About this task:
Find each line below where the word "MemoryIssueRegistry" occurs, and copy it.

(Provided data Opens)

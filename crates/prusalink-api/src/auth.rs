// Authentication schemes for the PrusaLink API.
//
// Firmware < 5.1 accepts an `X-Api-Key` header; firmware >= 5.1 requires
// username/password auth where the username is fixed by the firmware.

use secrecy::{ExposeSecret, SecretString};

/// How to authenticate with the printer.
#[derive(Debug, Clone)]
pub enum Auth {
    /// `X-Api-Key` header (firmware < 5.1).
    ApiKey(SecretString),
    /// Username/password auth (firmware >= 5.1).
    Credentials {
        username: String,
        password: SecretString,
    },
}

impl Auth {
    /// Apply this auth scheme to an outgoing request.
    pub(crate) fn apply(&self, request: reqwest::RequestBuilder) -> reqwest::RequestBuilder {
        match self {
            Self::ApiKey(key) => request.header("X-Api-Key", key.expose_secret()),
            Self::Credentials { username, password } => {
                request.basic_auth(username, Some(password.expose_secret()))
            }
        }
    }
}
// ── Diagnostic issue registry ──
//
// Persistent, user-facing warnings -- as opposed to the transient
// "update failed" outcomes the coordinators emit. The host framework's
// own diagnostic surface implements `IssueRegistry`; the in-memory
// registry serves embedding hosts without one, and tests.

use std::collections::HashMap;

use dashmap::DashMap;

/// Domain under which this integration files its issues.
pub const DOMAIN: &str = "prusalink";

/// Issue id raised when the credential migration probe is rejected.
pub const FIRMWARE_ISSUE_ID: &str = "firmware_5_1_required";

/// Firmware update instructions for the MINI.
pub const MINI_FIRMWARE_UPDATE_URL: &str =
    "https://help.prusa3d.com/article/firmware-updating-mini-mini_124784";
/// Firmware update instructions for the MK4 and XL.
pub const MK4_XL_FIRMWARE_UPDATE_URL: &str =
    "https://help.prusa3d.com/article/how-to-update-firmware-mk4-xl_453086";

/// Severity of a diagnostic issue.
#[derive(Debug, Clone, Copy, PartialEq, Eq)]
pub enum IssueSeverity {
    Warning,
    Error,
}

/// A persistent diagnostic record directed at the user.
#[derive(Debug, Clone, PartialEq, Eq)]
pub struct Issue {
    /// Domain the issue is filed under; issues are keyed by
    /// `(domain, id)` in hosts that aggregate several integrations.
    pub domain: &'static str,
    pub id: String,
    pub severity: IssueSeverity,
    /// Whether the host can offer an automated fix. The firmware issue
    /// cannot be fixed from here -- the user has to flash the printer.
    pub fixable: bool,
    /// Display parameters for the host's rendering of the issue.
    pub placeholders: HashMap<String, String>,
}

impl Issue {
    /// The issue raised when the migration probe fails with an auth
    /// error: the printer is still running pre-5.1 firmware that only
    /// understands API-key auth.
    pub fn firmware_upgrade_required(entry_title: &str) -> Self {
        let placeholders = HashMap::from([
            ("entry_title".to_owned(), entry_title.to_owned()),
            (
                "prusa_mini_firmware_update".to_owned(),
                MINI_FIRMWARE_UPDATE_URL.to_owned(),
            ),
            (
                "prusa_mk4_xl_firmware_update".to_owned(),
                MK4_XL_FIRMWARE_UPDATE_URL.to_owned(),
            ),
        ]);

        Self {
            domain: DOMAIN,
            id: FIRMWARE_ISSUE_ID.to_owned(),
            severity: IssueSeverity::Error,
            fixable: false,
            placeholders,
        }
    }
}

/// Where issues are raised and cleared.
pub trait IssueRegistry: Send + Sync {
    /// Raise an issue. Raising an id that is already present replaces
    /// the record, so repeated failures stay a single issue.
    fn raise(&self, issue: Issue);

    /// Clear an issue. Clearing an unknown id is a no-op.
    fn clear(&self, issue_id: &str);
}

/// In-memory issue registry keyed by issue id.
#[derive(Debug, Default)]
pub struct MemoryIssueRegistry {
    issues: DashMap<String, Issue>,
}

impl MemoryIssueRegistry {
    pub fn new() -> Self {
        Self::default()
    }

    /// Look up an issue by id.
    pub fn get(&self, issue_id: &str) -> Option<Issue> {
        self.issues.get(issue_id).map(|entry| entry.value().clone())
    }

    pub fn len(&self) -> usize {
        self.issues.len()
    }

    pub fn is_empty(&self) -> bool {
        self.issues.is_empty()
    }
}

impl IssueRegistry for MemoryIssueRegistry {
    fn raise(&self, issue: Issue) {
        self.issues.insert(issue.id.clone(), issue);
    }

    fn clear(&self, issue_id: &str) {
        self.issues.remove(issue_id);
    }
}
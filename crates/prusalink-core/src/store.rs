// ── Entry persistence seam ──
//
// The core rewrites config entries (migration) but never owns the
// bytes: persistence goes through this trait. prusalink-config provides
// the TOML-file implementation; the in-memory store is for hosts that
// persist elsewhere, and for tests.

use dashmap::DashMap;

use crate::entry::ConfigEntry;
use crate::error::CoreError;

/// Persists rewritten config entries.
pub trait EntryStore: Send + Sync {
    /// Persist `entry`, replacing any stored entry with the same title.
    fn update(&self, entry: &ConfigEntry) -> Result<(), CoreError>;
}

/// In-memory entry store keyed by entry title.
#[derive(Debug, Default)]
pub struct MemoryEntryStore {
    entries: DashMap<String, ConfigEntry>,
}

impl MemoryEntryStore {
    pub fn new() -> Self {
        Self::default()
    }

    /// Look up a stored entry by title.
    pub fn get(&self, title: &str) -> Option<ConfigEntry> {
        self.entries.get(title).map(|entry| entry.value().clone())
    }

    pub fn len(&self) -> usize {
        self.entries.len()
    }

    pub fn is_empty(&self) -> bool {
        self.entries.is_empty()
    }
}

impl EntryStore for MemoryEntryStore {
    fn update(&self, entry: &ConfigEntry) -> Result<(), CoreError> {
        self.entries.insert(entry.title.clone(), entry.clone());
        Ok(())
    }
}
//! Command handlers: one-shot reads, the live watcher, and job commands.

use std::sync::Arc;

use tracing::debug;

use prusalink_api::types::{JobInfo, LegacyPrinterStatus, PrinterStatus};
use prusalink_core::issues::{MINI_FIRMWARE_UPDATE_URL, MK4_XL_FIRMWARE_UPDATE_URL};
use prusalink_core::{
    ConfigEntry, FIRMWARE_ISSUE_ID, HostServices, Integration, MemoryIssueRegistry, UpdateOutcome,
    setup,
};

use crate::cli::{GlobalOpts, OutputFormat};
use crate::error::CliError;

/// Everything a handler needs besides its own arguments.
pub struct CommandContext {
    pub entry: ConfigEntry,
    pub services: HostServices,
    /// The registry inside `services`, kept typed so handlers can read
    /// back what setup raised.
    pub issues: Arc<MemoryIssueRegistry>,
}

// ── Setup wrapper ────────────────────────────────────────────────────

/// Run core setup, translating a failed migration probe into the
/// firmware diagnostic the user can actually act on.
async fn setup_integration(ctx: &CommandContext) -> Result<Integration, CliError> {
    match setup(ctx.entry.clone(), &ctx.services).await {
        Ok(integration) => Ok(integration),
        Err(err) => {
            if ctx.issues.get(FIRMWARE_ISSUE_ID).is_some() {
                return Err(CliError::FirmwareUpgradeRequired {
                    entry: ctx.entry.title.clone(),
                    mini_url: MINI_FIRMWARE_UPDATE_URL,
                    mk4_url: MK4_XL_FIRMWARE_UPDATE_URL,
                });
            }
            Err(err.into())
        }
    }
}

// ── One-shot reads ───────────────────────────────────────────────────

pub async fn status(ctx: CommandContext, global: &GlobalOpts) -> Result<(), CliError> {
    let integration = setup_integration(&ctx).await?;
    let payload = integration.status().data();

    match (&global.output, payload) {
        (OutputFormat::Json, Some(status)) => {
            println!("{}", serde_json::to_string_pretty(status.as_ref())?);
        }
        (OutputFormat::Text, Some(status)) => println!("{}", format_status(&status)),
        (_, None) => println!("no status available"),
    }

    integration.unload().await;
    Ok(())
}

pub async fn job(ctx: CommandContext, global: &GlobalOpts) -> Result<(), CliError> {
    let integration = setup_integration(&ctx).await?;
    let payload = integration.job().data();

    match (&global.output, payload.as_deref()) {
        (OutputFormat::Json, Some(Some(job))) => {
            println!("{}", serde_json::to_string_pretty(job)?);
        }
        (OutputFormat::Text, Some(Some(job))) => println!("{}", format_job(job)),
        (_, _) => println!("no job running"),
    }

    integration.unload().await;
    Ok(())
}

// ── Watch ────────────────────────────────────────────────────────────

pub async fn watch(ctx: CommandContext, global: &GlobalOpts) -> Result<(), CliError> {
    let integration = setup_integration(&ctx).await?;

    // Print the initial snapshot; the watch receivers below only wake
    // up for values newer than their subscription point.
    if let Some(status) = integration.status().data() {
        println!("{}", format_status(&status));
    }
    if let Some(legacy) = integration.legacy_status().data() {
        println!("{}", format_legacy(&legacy));
    }
    if let Some(Some(job)) = integration.job().data().as_deref() {
        println!("{}", format_job(job));
    }

    let mut status_rx = integration.status().subscribe();
    let mut legacy_rx = integration.legacy_status().subscribe();
    let mut job_rx = integration.job().subscribe();
    let mut status_outcomes = integration.status().subscribe_outcomes();
    let mut legacy_outcomes = integration.legacy_status().subscribe_outcomes();
    let mut job_outcomes = integration.job().subscribe_outcomes();

    if !global.quiet {
        eprintln!("watching '{}' -- press Ctrl-C to stop", ctx.entry.title);
    }

    loop {
        tokio::select! {
            _ = tokio::signal::ctrl_c() => break,
            Ok(()) = status_rx.changed() => {
                if let Some(status) = status_rx.borrow_and_update().clone() {
                    println!("{}", format_status(&status));
                }
            }
            Ok(()) = legacy_rx.changed() => {
                if let Some(legacy) = legacy_rx.borrow_and_update().clone() {
                    println!("{}", format_legacy(&legacy));
                }
            }
            Ok(()) = job_rx.changed() => {
                match job_rx.borrow_and_update().as_deref() {
                    Some(Some(job)) => println!("{}", format_job(job)),
                    _ => println!("job: none"),
                }
            }
            Ok(()) = status_outcomes.changed() => report_failure("status", &status_outcomes.borrow_and_update()),
            Ok(()) = legacy_outcomes.changed() => report_failure("legacy", &legacy_outcomes.borrow_and_update()),
            Ok(()) = job_outcomes.changed() => report_failure("job", &job_outcomes.borrow_and_update()),
        }
    }

    integration.unload().await;
    Ok(())
}

fn report_failure(name: &str, outcome: &UpdateOutcome) {
    if let UpdateOutcome::Failed { message } = outcome {
        eprintln!("{name} update failed: {message}");
    }
}

// ── Job commands ─────────────────────────────────────────────────────

/// Which command to send to the running job.
#[derive(Debug, Clone, Copy)]
pub enum JobAction {
    Pause,
    Resume,
    Cancel,
}

pub async fn job_command(
    ctx: CommandContext,
    global: &GlobalOpts,
    action: JobAction,
) -> Result<(), CliError> {
    // One-shot commands talk to the client directly; there is no poll
    // loop alive in this process to speed up afterwards.
    let api = ctx.entry.build_api(&ctx.services.transport)?;

    let job = api.get_job().await?.ok_or(CliError::NoJob)?;
    debug!(job = job.id, ?action, "sending job command");

    let verb = match action {
        JobAction::Pause => {
            api.pause_job(job.id).await?;
            "paused"
        }
        JobAction::Resume => {
            api.resume_job(job.id).await?;
            "resumed"
        }
        JobAction::Cancel => {
            api.cancel_job(job.id).await?;
            "cancelled"
        }
    };

    if !global.quiet {
        eprintln!("job #{} {verb}", job.id);
    }
    Ok(())
}

// ── Text rendering ───────────────────────────────────────────────────

fn format_status(status: &PrinterStatus) -> String {
    let p = &status.printer;

    let nozzle = match (p.temp_nozzle, p.target_nozzle) {
        (Some(actual), Some(target)) => format!("  nozzle {actual:.1}/{target:.1}C"),
        (Some(actual), None) => format!("  nozzle {actual:.1}C"),
        _ => String::new(),
    };
    let bed = match (p.temp_bed, p.target_bed) {
        (Some(actual), Some(target)) => format!("  bed {actual:.1}/{target:.1}C"),
        (Some(actual), None) => format!("  bed {actual:.1}C"),
        _ => String::new(),
    };
    let progress = status
        .job
        .as_ref()
        .and_then(|j| j.progress)
        .map(|p| format!("  {p:.1}%"))
        .unwrap_or_default();

    format!("status: {}{nozzle}{bed}{progress}", p.state)
}

fn format_legacy(legacy: &LegacyPrinterStatus) -> String {
    let material = legacy
        .telemetry
        .material
        .as_deref()
        .map(|m| format!("  material {m}"))
        .unwrap_or_default();
    let z = legacy
        .telemetry
        .z_height
        .map(|z| format!("  z {z:.2}mm"))
        .unwrap_or_default();

    format!("telemetry: {}{material}{z}", legacy.state.text)
}

fn format_job(job: &JobInfo) -> String {
    let progress = job
        .progress
        .map(|p| format!("  {p:.1}%"))
        .unwrap_or_default();
    let remaining = job
        .time_remaining
        .map(|s| format!("  remaining {s}s"))
        .unwrap_or_default();
    let file = job
        .file
        .as_ref()
        .and_then(|f| f.display_name.clone().or_else(|| f.name.clone()))
        .map(|n| format!("  {n}"))
        .unwrap_or_default();

    format!("job: #{} {}{progress}{remaining}{file}", job.id, job.state)
}
//! Persisted configuration for PrusaLink printers.
//!
//! TOML printer entries, load/save, and translation to
//! `prusalink_core::ConfigEntry`. The entries are versioned: version 1
//! carries an API key, version 2 username/password. The core's
//! migration rewrites entries through [`FileEntryStore`].

use std::collections::HashMap;
use std::path::{Path, PathBuf};

use directories::ProjectDirs;
use figment::{
    Figment,
    providers::{Env, Format, Serialized, Toml},
};
use secrecy::{ExposeSecret, SecretString};
use serde::{Deserialize, Serialize};
use thiserror::Error;

use prusalink_core::{ConfigEntry, CoreError, EntryStore};

// ── Error ───────────────────────────────────────────────────────────

#[derive(Debug, Error)]
pub enum ConfigError {
    #[error("invalid {field}: {reason}")]
    Validation { field: String, reason: String },

    #[error("failed to serialize config: {0}")]
    Serialization(#[from] toml::ser::Error),

    #[error("config loading failed: {0}")]
    Figment(Box<figment::Error>),

    #[error("IO error: {0}")]
    Io(#[from] std::io::Error),
}

impl From<figment::Error> for ConfigError {
    fn from(err: figment::Error) -> Self {
        Self::Figment(Box::new(err))
    }
}

// ── TOML config structs ─────────────────────────────────────────────

/// Top-level TOML configuration.
#[derive(Debug, Default, Deserialize, Serialize)]
pub struct Config {
    /// Printer used when no `--printer` flag is given.
    pub default_printer: Option<String>,

    /// Named printer entries.
    #[serde(default)]
    pub printers: HashMap<String, PrinterEntry>,
}

/// One named printer entry as stored on disk.
#[derive(Debug, Clone, Default, Deserialize, Serialize)]
pub struct PrinterEntry {
    /// Printer base URL (e.g., "http://192.168.1.50").
    pub host: String,

    /// Credential schema version. Entries written before the firmware
    /// 5.1 change have no version field and default to 1.
    #[serde(default = "default_version")]
    pub version: u32,

    /// API key (version 1 entries).
    pub api_key: Option<String>,

    /// Username (version 2 entries).
    pub username: Option<String>,

    /// Password (version 2 entries; plaintext — the printer is on the
    /// same LAN and the original entry stored the API key the same way).
    pub password: Option<String>,

    /// Per-request timeout override, in seconds.
    pub timeout: Option<u64>,
}

fn default_version() -> u32 {
    1
}

// ── Config file path ────────────────────────────────────────────────

/// Resolve the config file path via XDG / platform conventions.
pub fn config_path() -> PathBuf {
    ProjectDirs::from("org", "prusalink-rs", "prusalink").map_or_else(
        || {
            let mut p = dirs_fallback();
            p.push("config.toml");
            p
        },
        |dirs| dirs.config_dir().join("config.toml"),
    )
}

fn dirs_fallback() -> PathBuf {
    let mut p = PathBuf::from(std::env::var("HOME").unwrap_or_else(|_| ".".into()));
    p.push(".config");
    p.push("prusalink");
    p
}

// ── Config loading ──────────────────────────────────────────────────

/// Load the full Config from a specific file + environment.
pub fn load_config_from(path: &Path) -> Result<Config, ConfigError> {
    let figment = Figment::new()
        .merge(Serialized::defaults(Config::default()))
        .merge(Toml::file(path))
        .merge(Env::prefixed("PRUSALINK_").split("__"));

    let config: Config = figment.extract()?;
    Ok(config)
}

/// Load the full Config from the canonical path + environment.
pub fn load_config() -> Result<Config, ConfigError> {
    load_config_from(&config_path())
}

/// Load config, returning a default if the file doesn't exist.
pub fn load_config_or_default() -> Config {
    load_config().unwrap_or_default()
}

// ── Config saving ───────────────────────────────────────────────────

/// Serialize config to TOML and write it to the given path.
pub fn save_config_to(path: &Path, cfg: &Config) -> Result<(), ConfigError> {
    if let Some(parent) = path.parent() {
        std::fs::create_dir_all(parent)?;
    }
    let toml_str = toml::to_string_pretty(cfg)?;
    std::fs::write(path, toml_str)?;
    Ok(())
}

/// Serialize config to TOML and write it to the canonical config path.
pub fn save_config(cfg: &Config) -> Result<(), ConfigError> {
    save_config_to(&config_path(), cfg)
}

// ── Translation to/from core entries ────────────────────────────────

/// Build the core's runtime entry from a stored printer entry.
pub fn to_core_entry(name: &str, entry: &PrinterEntry) -> Result<ConfigEntry, ConfigError> {
    if entry.host.is_empty() {
        return Err(ConfigError::Validation {
            field: "host".into(),
            reason: format!("printer '{name}' has no host"),
        });
    }

    Ok(ConfigEntry {
        title: name.to_owned(),
        host: entry.host.clone(),
        version: entry.version,
        api_key: entry.api_key.clone().map(SecretString::from),
        username: entry.username.clone(),
        password: entry.password.clone().map(SecretString::from),
    })
}

impl PrinterEntry {
    /// Overwrite this entry's connection data from a core entry,
    /// keeping local-only fields (the timeout override) intact.
    fn absorb(&mut self, entry: &ConfigEntry) {
        self.host.clone_from(&entry.host);
        self.version = entry.version;
        self.api_key = entry
            .api_key
            .as_ref()
            .map(|k| k.expose_secret().to_owned());
        self.username.clone_from(&entry.username);
        self.password = entry
            .password
            .as_ref()
            .map(|p| p.expose_secret().to_owned());
    }
}

// ── File-backed entry store ─────────────────────────────────────────

/// [`EntryStore`] over the TOML config file: rewrites one named entry
/// in place. This is what hands the core's migration its persistence.
#[derive(Debug, Clone)]
pub struct FileEntryStore {
    path: PathBuf,
}

impl FileEntryStore {
    /// Store over a specific config file.
    pub fn new(path: PathBuf) -> Self {
        Self { path }
    }

    /// Store over the canonical config path.
    pub fn canonical() -> Self {
        Self::new(config_path())
    }
}

impl EntryStore for FileEntryStore {
    fn update(&self, entry: &ConfigEntry) -> Result<(), CoreError> {
        let mut cfg = load_config_from(&self.path).map_err(|e| CoreError::Persist {
            message: e.to_string(),
        })?;

        cfg.printers
            .entry(entry.title.clone())
            .or_default()
            .absorb(entry);

        save_config_to(&self.path, &cfg).map_err(|e| CoreError::Persist {
            message: e.to_string(),
        })
    }
}

// ── Tests ───────────────────────────────────────────────────────────

#[cfg(test)]
#[allow(clippy::unwrap_used)]
mod tests {
    use pretty_assertions::assert_eq;
    use secrecy::SecretString;

    use super::*;

    fn sample_config() -> Config {
        let mut printers = HashMap::new();
        printers.insert(
            "workshop".to_owned(),
            PrinterEntry {
                host: "http://192.168.1.50".into(),
                version: 1,
                api_key: Some("K".into()),
                username: None,
                password: None,
                timeout: Some(10),
            },
        );
        printers.insert(
            "office".to_owned(),
            PrinterEntry {
                host: "http://192.168.1.60".into(),
                version: 2,
                api_key: None,
                username: Some("maker".into()),
                password: Some("P".into()),
                timeout: None,
            },
        );
        Config {
            default_printer: Some("workshop".into()),
            printers,
        }
    }

    #[test]
    fn round_trip_preserves_entries() {
        let dir = tempfile::tempdir().unwrap();
        let path = dir.path().join("config.toml");

        save_config_to(&path, &sample_config()).unwrap();
        let loaded = load_config_from(&path).unwrap();

        assert_eq!(loaded.default_printer.as_deref(), Some("workshop"));
        assert_eq!(loaded.printers.len(), 2);
        let workshop = &loaded.printers["workshop"];
        assert_eq!(workshop.version, 1);
        assert_eq!(workshop.api_key.as_deref(), Some("K"));
        assert_eq!(workshop.timeout, Some(10));
    }

    #[test]
    fn missing_file_loads_defaults() {
        let dir = tempfile::tempdir().unwrap();
        let cfg = load_config_from(&dir.path().join("nope.toml")).unwrap();
        assert!(cfg.printers.is_empty());
    }

    #[test]
    fn version_defaults_to_1_for_old_entries() {
        let entry: PrinterEntry = toml::from_str(
            r#"
            host = "http://192.168.1.50"
            api_key = "K"
            "#,
        )
        .unwrap();

        assert_eq!(entry.version, 1);
    }

    #[test]
    fn to_core_entry_maps_credentials() {
        let cfg = sample_config();
        let core = to_core_entry("office", &cfg.printers["office"]).unwrap();

        assert_eq!(core.title, "office");
        assert_eq!(core.version, 2);
        assert_eq!(core.username.as_deref(), Some("maker"));
        assert!(core.api_key.is_none());
    }

    #[test]
    fn to_core_entry_rejects_empty_host() {
        let entry = PrinterEntry::default();
        assert!(matches!(
            to_core_entry("workshop", &entry),
            Err(ConfigError::Validation { .. })
        ));
    }

    #[test]
    fn file_entry_store_rewrites_one_entry_in_place() {
        let dir = tempfile::tempdir().unwrap();
        let path = dir.path().join("config.toml");
        save_config_to(&path, &sample_config()).unwrap();

        let migrated = ConfigEntry {
            title: "workshop".into(),
            host: "http://192.168.1.50".into(),
            version: 2,
            api_key: None,
            username: Some("maker".into()),
            password: Some(SecretString::from("K".to_owned())),
        };

        let store = FileEntryStore::new(path.clone());
        store.update(&migrated).unwrap();

        let reloaded = load_config_from(&path).unwrap();
        let workshop = &reloaded.printers["workshop"];
        assert_eq!(workshop.version, 2);
        assert_eq!(workshop.username.as_deref(), Some("maker"));
        assert_eq!(workshop.password.as_deref(), Some("K"));
        assert_eq!(workshop.api_key, None);
        assert_eq!(workshop.timeout, Some(10), "local fields must survive");

        // The other printer is untouched.
        assert_eq!(reloaded.printers["office"].host, "http://192.168.1.60");
    }
}
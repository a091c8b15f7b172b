// prusalink-core: polling coordinators, credential migration, and
// lifecycle for PrusaLink printers

pub mod coordinator;
pub mod entry;
pub mod error;
pub mod integration;
pub mod issues;
pub mod migration;
pub mod store;

pub use coordinator::{
    Coordinator, EXPECT_CHANGE_WINDOW, FAST_INTERVAL, FETCH_TIMEOUT, JobCoordinator,
    LegacyStatusCoordinator, PollTarget, SLOW_INTERVAL, StatusCoordinator, UpdateOutcome,
};
pub use entry::{CONFIG_VERSION, ConfigEntry};
pub use error::CoreError;
pub use integration::{HostServices, Integration, setup};
pub use issues::{DOMAIN, FIRMWARE_ISSUE_ID, Issue, IssueRegistry, IssueSeverity, MemoryIssueRegistry};
pub use migration::migrate_to_version_2;
pub use store::{EntryStore, MemoryEntryStore};
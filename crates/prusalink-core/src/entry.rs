// ── Stored config entries ──
//
// A `ConfigEntry` is the runtime view of one persisted printer entry.
// It carries credential data but never touches disk -- persistence goes
// through the `EntryStore` trait, implemented by the host framework or
// by prusalink-config's file-backed store.

use secrecy::SecretString;
use url::Url;

use prusalink_api::{Auth, PrusaLink, TransportConfig};

use crate::error::CoreError;

/// The schema version written by this release.
///
/// Version 1 entries carry an API key; version 2 entries carry
/// username/password credentials. There is no version 3 yet.
pub const CONFIG_VERSION: u32 = 2;

/// One stored printer configuration entry.
#[derive(Debug, Clone)]
pub struct ConfigEntry {
    /// Display name, also the persistence key and the `entry_title`
    /// placeholder on diagnostic issues.
    pub title: String,
    /// Printer base URL, e.g. `http://192.168.1.50`.
    pub host: String,
    /// Credential schema version.
    pub version: u32,
    /// API key (version 1 entries only).
    pub api_key: Option<SecretString>,
    /// Username (version 2 entries only).
    pub username: Option<String>,
    /// Password (version 2 entries only).
    pub password: Option<SecretString>,
}

impl ConfigEntry {
    /// Parse the stored host into a URL.
    pub fn base_url(&self) -> Result<Url, CoreError> {
        Url::parse(&self.host).map_err(|e| CoreError::Config {
            message: format!("invalid host URL '{}': {e}", self.host),
        })
    }

    /// Resolve the auth scheme matching this entry's schema version.
    pub fn auth(&self) -> Result<Auth, CoreError> {
        if self.version >= 2 {
            let username = self.username.clone().ok_or_else(|| CoreError::Config {
                message: format!("version {} entry is missing a username", self.version),
            })?;
            let password = self.password.clone().ok_or_else(|| CoreError::Config {
                message: format!("version {} entry is missing a password", self.version),
            })?;
            Ok(Auth::Credentials { username, password })
        } else {
            let key = self.api_key.clone().ok_or_else(|| CoreError::Config {
                message: "version 1 entry is missing an api_key".into(),
            })?;
            Ok(Auth::ApiKey(key))
        }
    }

    /// Build a client for the printer this entry describes.
    pub fn build_api(&self, transport: &TransportConfig) -> Result<PrusaLink, CoreError> {
        PrusaLink::new(self.base_url()?, self.auth()?, transport).map_err(CoreError::from)
    }
}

(Provided data Closes)

Solution for this problem:
pub struct MemoryIssueRegistry {
impl MemoryIssueRegistry {
impl IssueRegistry for MemoryIssueRegistry {
    ConfigEntry, FIRMWARE_ISSUE_ID, HostServices, Integration, MemoryIssueRegistry, UpdateOutcome,
    pub issues: Arc<MemoryIssueRegistry>,
pub use issues::{DOMAIN, FIRMWARE_ISSUE_ID, Issue, IssueRegistry, IssueSeverity, MemoryIssueRegistry};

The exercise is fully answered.